The fox anticipates your question: "Car crash. Some mutt drank far too much, decided to drive anyways, and since going 20 past the limit wasn't enough, the vermin had the great idea to ignore a red light. All things considered I was lucky, two other people died there and I still have all my limbs attached and functioning. That bastard can't say the same, at least."  
"I'm sorry, it must be an unpleasant memory."  
"Could be worse. I was knocked out for hours and then kept asleep for the doctors to do their job, so I have little to remember."

There's a moment of silence, then he asks: "Is the next question on a sad subject too?"  
"Not at all, you could say it's the opposite."  
"Intriguing, what do you mean?"  
"I wanted to ask you about pleasure. More specifically, how did you cum without an erection?"  
"That's simple, all it takes is going slow, ignoring your member and focusing on what's going on, or should I say up, in your behind. Low hormones help too, but anyone can manage with some patience and dedication."  
"Really? I though it was impossible, you make it sound like it's not even that difficult. Does it feel good too?"  
"Oh, it's quite enjoyable, I'd say not less than the kind of climax you're used to, but that's where the similarity ends. It's not as intense, but not as fleeting either: you'll have to try in person if you wish to understand better."  
"I'll keep that in mind, but for now let's stick to exploring one new area at a time."  
"Good thing your backdoor counts as only one area, then." he teases, "Jokes aside, remember what I said yesterday, no cumming with anything up in there: that will have to wait for my return."  
This time you have a comeback ready: "You give me too little credit, I would never forget I'm supposed to save myself for marriage." You both laugh, and the banter goes on for a little longer.  
Soon he offers a suggestion: "Tomorrow will be a long day, Mike. You should probably rest, and sort your belongings since you're going to switch room." You realize he probably still has chores to take care of too, and take the hint.  
"I'll be going then. See you at dinner."

You don't really have many things, and most of them fit easily in your trusty rolling suitcase. Sure, it's old, dirty, the wheels are squeaking, and the inside is deceptively small, but it has been with you for longer that you can remember. You should probably clean it properly one of these days. You scribble a note about it on your phone: it's impressive how intuitive the gadget is, it took you mere minutes to figure out the basics.  
And it's so fast! Booting up is the only noticeable loading time, everything else might as well be instant.  
You still haven't gotten used to the weird keyboard that tries to guess which word you are trying to write, you can't believe how often its predictions are right. It's artificial intelligence, and good enough to be useful in your everyday life: there's something unsettling about that, but you soon brush the though aside.  
A glance at the clock tells you it's time to eat, you'll deal with the rest of your stuff tomorrow.

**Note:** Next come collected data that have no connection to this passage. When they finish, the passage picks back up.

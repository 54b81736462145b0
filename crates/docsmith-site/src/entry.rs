//! Documentation entries built from Markdown sources.

use std::fs;
use std::path::Path;

use docsmith_template::TemplateSet;
use serde::Serialize;
use tracing::{debug, warn};

use crate::error::SiteError;
use crate::naming::{
    generate_file_name_from_glob, generate_title_from_file_name, generate_url_from_file_name,
};
use crate::scanner::collect_entries;

/// One documentation page: its metadata plus a handle to its parsed template.
///
/// Serialized as the context of its own page template, so every field except
/// `template` is visible to the page body. The title is exposed as `name`,
/// leaving `title` to the word-capitalizing helper.
#[derive(Debug, Clone, Default, Serialize)]
pub struct Entry {
    /// Title derived from the source file name.
    #[serde(rename = "name")]
    pub title: String,
    /// Description shared by every page of a run.
    pub description: String,
    /// Name of the parsed page template in the [`TemplateSet`].
    #[serde(skip)]
    pub template: String,
    /// Related specification pages, attached by the caller.
    pub specifications: Vec<Entry>,
    /// Related example pages, attached by the caller.
    pub examples: Vec<Entry>,
    /// Output path.
    pub file_name: String,
    /// Command page this entry links to; empty when there is none.
    pub cmd_entry_point: String,
    /// Published route, derived from `file_name`.
    pub url: String,
    /// Prefix for generated relative links.
    pub base_url: String,
}

impl Entry {
    /// Set the command page this entry links to.
    #[must_use]
    pub fn with_cmd_entry_point(mut self, cmd_entry_point: impl Into<String>) -> Self {
        self.cmd_entry_point = cmd_entry_point.into();
        self
    }

    /// Set the prefix for generated links.
    #[must_use]
    pub fn with_base_url(mut self, base_url: impl Into<String>) -> Self {
        self.base_url = base_url.into();
        self
    }
}

/// Build the entry for one source file and parse its template into `templates`.
///
/// The template is registered under the source path, so two sources that map
/// to the same output file still keep their own templates.
///
/// # Errors
///
/// Returns [`SiteError::ReadFile`] if the source cannot be read and
/// [`SiteError::Template`] if it fails to parse.
pub fn generate_entry(
    templates: &mut TemplateSet,
    file: &Path,
    render_dir: &str,
    description: &str,
) -> Result<Entry, SiteError> {
    let source_path = file.to_string_lossy();
    let file_name = generate_file_name_from_glob(render_dir, &source_path);
    let base_name = file
        .file_name()
        .map_or_else(|| source_path.to_string(), |n| n.to_string_lossy().into_owned());

    let text = fs::read_to_string(file).map_err(|source| SiteError::ReadFile {
        path: file.to_path_buf(),
        source,
    })?;
    templates.add_entry(&source_path, &text)?;

    debug!(source = %source_path, output = %file_name, "built entry");

    Ok(Entry {
        title: generate_title_from_file_name(&base_name),
        description: description.to_owned(),
        template: source_path.into_owned(),
        url: generate_url_from_file_name(&file_name),
        file_name,
        ..Entry::default()
    })
}

/// Build entries for every Markdown file below `dir`.
///
/// Creates `render_dir` when it does not exist. Stops at the first failure.
///
/// # Errors
///
/// Propagates collection, directory creation, read and parse errors.
pub fn generate_entries(
    templates: &mut TemplateSet,
    dir: &Path,
    render_dir: &str,
    description: &str,
) -> Result<Vec<Entry>, SiteError> {
    let render_path = Path::new(render_dir);
    if !render_path.as_os_str().is_empty() && !render_path.exists() {
        fs::create_dir_all(render_path).map_err(|source| SiteError::CreateDir {
            path: render_path.to_path_buf(),
            source,
        })?;
    }

    let files = collect_entries(dir)?;
    let mut entries: Vec<Entry> = Vec::with_capacity(files.len());
    for file in &files {
        let entry = generate_entry(templates, file, render_dir, description)?;
        if entries.iter().any(|e| e.file_name == entry.file_name) {
            warn!(
                source = %file.display(),
                output = %entry.file_name,
                "another entry already renders to this file; the later one wins"
            );
        }
        entries.push(entry);
    }

    Ok(entries)
}

#[cfg(test)]
mod tests {
    use super::*;
    use docsmith_template::DirectiveContext;

    fn templates() -> TemplateSet {
        TemplateSet::new(DirectiveContext::new()).unwrap()
    }

    #[test]
    fn test_generate_entry_derives_fields() {
        let temp_dir = tempfile::tempdir().unwrap();
        let source = temp_dir.path().join("getting_started.md");
        fs::write(&source, "Hello").unwrap();

        let mut templates = templates();
        let entry = generate_entry(&mut templates, &source, "./site/", "My Tool").unwrap();

        assert_eq!(entry.title, "Getting Started");
        assert_eq!(entry.description, "My Tool");
        assert_eq!(entry.file_name, "./site/getting_started.md");
        assert_eq!(entry.url, "/site/getting_started/");
        assert!(entry.examples.is_empty());
        assert!(entry.specifications.is_empty());
        assert!(entry.cmd_entry_point.is_empty());
        assert!(templates.contains(&entry.template));
    }

    #[test]
    fn test_generate_entry_keeps_case_and_replaces_spaces() {
        let temp_dir = tempfile::tempdir().unwrap();
        let source = temp_dir.path().join("Wire Format.md");
        fs::write(&source, "").unwrap();

        let entry = generate_entry(&mut templates(), &source, "out/", "d").unwrap();
        assert_eq!(entry.file_name, "out/Wire_Format.md");
        assert_eq!(entry.title, "Wire Format");
    }

    #[test]
    fn test_generate_entry_missing_source() {
        let err = generate_entry(
            &mut templates(),
            Path::new("/nonexistent/page.md"),
            "out/",
            "d",
        )
        .unwrap_err();
        assert!(matches!(err, SiteError::ReadFile { .. }));
    }

    #[test]
    fn test_generate_entry_parse_error() {
        let temp_dir = tempfile::tempdir().unwrap();
        let source = temp_dir.path().join("bad.md");
        fs::write(&source, "{{ unclosed").unwrap();

        let err = generate_entry(&mut templates(), &source, "out/", "d").unwrap_err();
        assert!(matches!(err, SiteError::Template(_)));
    }

    #[test]
    fn test_generate_entries_creates_render_dir() {
        let temp_dir = tempfile::tempdir().unwrap();
        let source_dir = temp_dir.path().join("src");
        fs::create_dir_all(source_dir.join("nested")).unwrap();
        fs::write(source_dir.join("a.md"), "A").unwrap();
        fs::write(source_dir.join("nested/b.md"), "B").unwrap();
        fs::write(source_dir.join("skip.txt"), "").unwrap();

        let render_dir = format!("{}/out/specs/", temp_dir.path().display());
        let entries =
            generate_entries(&mut templates(), &source_dir, &render_dir, "d").unwrap();

        assert!(Path::new(&render_dir).is_dir());
        let titles: Vec<_> = entries.iter().map(|e| e.title.as_str()).collect();
        assert_eq!(titles, ["A", "B"]);
        assert_eq!(entries[1].file_name, format!("{render_dir}b.md"));
    }

    #[test]
    fn test_generate_entries_aborts_on_first_failure() {
        let temp_dir = tempfile::tempdir().unwrap();
        fs::write(temp_dir.path().join("a.md"), "{% if %}").unwrap();
        fs::write(temp_dir.path().join("b.md"), "fine").unwrap();
        let render_dir = format!("{}/out/", temp_dir.path().display());

        let result = generate_entries(&mut templates(), temp_dir.path(), &render_dir, "d");
        assert!(matches!(result, Err(SiteError::Template(_))));
    }

    #[test]
    fn test_entry_serializes_without_template_name() {
        let entry = Entry {
            title: "T".to_owned(),
            template: "secret/path.md".to_owned(),
            ..Entry::default()
        }
        .with_cmd_entry_point("tool")
        .with_base_url("/docs/");

        let value = serde_json::to_value(&entry).unwrap();
        assert!(value.get("template").is_none());
        assert!(value.get("title").is_none());
        assert_eq!(value["name"], "T");
        assert_eq!(value["cmd_entry_point"], "tool");
        assert_eq!(value["base_url"], "/docs/");
    }
}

At the table Foxglove says his goodbyes, hands you a pair of keys for his room, and when Bonnibel is looking elsewhere he sneaks in a kiss on your cheek. With him dangling from the vent, the scene reminds you of Spiderman; it's strange, here the human-animal hybrid hanging upside down is the normal person: guess that makes you the hero of this story.  
You go to sleep, comforted by that thought.

Monday begins, and by the end of breakfast you have a plan for the day.  
Chiclet is going out for groceries with Fredrick, so that leaves you and the bunny in the house:since the latter seldom leaves her den, you have the apartment all for yourself, at least for a few hours.  
First thing first, let's move to your new room. A couple trips later, your luggage and a few spare items are arranged on top of the pink carpet, and that's good enough for the moment. On your new bed there's a piece of paper with some login credentials for the computer, and a message to let you know there's more notes inside a certain folder, if you needed them. You want to keep exercising even when the fox is away, and you are well aware of how little experience you have with gym equipment: better check out those notes before trying to set it all up.  
That proves to be a wise decision: not only there are all the instructions you need to get the tools ready, the file even has a few suggested workout programs and a table to track your progress.  
No reason to delay then, time to work out!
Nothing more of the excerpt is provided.